Directions for this task. Every record that follows should appear again in your answer, exactly the same.
Start of Block
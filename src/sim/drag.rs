//! Pointer drag constraint
//!
//! While grabbed, the ball centre is pulled toward the pointer (minus the
//! offset it was grabbed at) by a stiffness-weighted share of the remaining
//! distance. The resulting displacement becomes the body velocity, so letting
//! go keeps the momentum the drag built up.

use glam::Vec2;

use super::state::Body;
use crate::consts::BASE_DELTA_MS;

#[derive(Debug, Clone, Copy, PartialEq)]
struct Grab {
    /// Latest pointer position
    pointer: Vec2,
    /// Pointer position relative to the body centre at grab time
    offset: Vec2,
}

/// Spring that ties the body to the pointer while dragging
#[derive(Debug, Clone, PartialEq)]
pub struct DragConstraint {
    /// Fraction of the remaining distance covered per base frame (0, 1]
    pub stiffness: f32,
    grab: Option<Grab>,
}

impl DragConstraint {
    pub fn new(stiffness: f32) -> Self {
        Self {
            stiffness,
            grab: None,
        }
    }

    #[inline]
    pub fn is_active(&self) -> bool {
        self.grab.is_some()
    }

    /// Attach to the body at the pointer position
    pub fn grab(&mut self, body: &Body, pointer: Vec2) {
        self.grab = Some(Grab {
            pointer,
            offset: pointer - body.pos,
        });
    }

    /// Follow the pointer (no-op when not dragging)
    pub fn move_to(&mut self, pointer: Vec2) {
        if let Some(grab) = self.grab.as_mut() {
            grab.pointer = pointer;
        }
    }

    /// Detach; the body keeps its current velocity
    pub fn release(&mut self) {
        self.grab = None;
    }

    /// Where the body centre is being pulled to
    pub fn target(&self) -> Option<Vec2> {
        self.grab.map(|g| g.pointer - g.offset)
    }

    /// Share of the remaining distance covered in `dt_ms`
    ///
    /// Compounds the per-frame stiffness so the spring feels the same at any
    /// frame rate.
    pub fn blend_factor(&self, dt_ms: f32) -> f32 {
        let frames = dt_ms / BASE_DELTA_MS;
        (1.0 - (1.0 - self.stiffness).powf(frames)).clamp(0.0, 1.0)
    }

    /// Drive the body toward the target; returns false when not dragging
    pub fn apply(&self, body: &mut Body, dt_ms: f32) -> bool {
        let Some(target) = self.target() else {
            return false;
        };

        let displacement = (target - body.pos) * self.blend_factor(dt_ms);
        body.pos += displacement;
        if dt_ms > 0.0 {
            body.vel = displacement / dt_ms;
        }
        true
    }
}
End of Block
Completed exercise.
filename src/sim/drag.rs
//! Pointer drag constraint
//!
//! While grabbed, the ball centre is pulled toward the pointer (minus the
//! offset it was grabbed at) by a stiffness-weighted share of the remaining
//! distance. The resulting displacement becomes the body velocity, so letting
//! go keeps the momentum the drag built up.

use glam::Vec2;

use super::state::Body;
use crate::consts::BASE_DELTA_MS;

#[derive(Debug, Clone, Copy, PartialEq)]
struct Grab {
    /// Latest pointer position
    pointer: Vec2,
    /// Pointer position relative to the body centre at grab time
    offset: Vec2,
}

/// Spring that ties the body to the pointer while dragging
#[derive(Debug, Clone, PartialEq)]
pub struct DragConstraint {
    /// Fraction of the remaining distance covered per base frame (0, 1]
    pub stiffness: f32,
    grab: Option<Grab>,
}

impl DragConstraint {
    pub fn new(stiffness: f32) -> Self {
        Self {
            stiffness,
            grab: None,
        }
    }

    #[inline]
    pub fn is_active(&self) -> bool {
        self.grab.is_some()
    }

    /// Attach to the body at the pointer position
    pub fn grab(&mut self, body: &Body, pointer: Vec2) {
        self.grab = Some(Grab {
            pointer,
            offset: pointer - body.pos,
        });
    }

    /// Follow the pointer (no-op when not dragging)
    pub fn move_to(&mut self, pointer: Vec2) {
        if let Some(grab) = self.grab.as_mut() {
            grab.pointer = pointer;
        }
    }

    /// Detach; the body keeps its current velocity
    pub fn release(&mut self) {
        self.grab = None;
    }

    /// Where the body centre is being pulled to
    pub fn target(&self) -> Option<Vec2> {
        self.grab.map(|g| g.pointer - g.offset)
    }

    /// Share of the remaining distance covered in `dt_ms`
    ///
    /// Compounds the per-frame stiffness so the spring feels the same at any
    /// frame rate.
    pub fn blend_factor(&self, dt_ms: f32) -> f32 {
        let frames = dt_ms / BASE_DELTA_MS;
        (1.0 - (1.0 - self.stiffness).powf(frames)).clamp(0.0, 1.0)
    }

    /// Drive the body toward the target; returns false when not dragging
    pub fn apply(&self, body: &mut Body, dt_ms: f32) -> bool {
        let Some(target) = self.target() else {
            return false;
        };

        let displacement = (target - body.pos) * self.blend_factor(dt_ms);
        body.pos += displacement;
        if dt_ms > 0.0 {
            body.vel = displacement / dt_ms;
        }
        true
    }
}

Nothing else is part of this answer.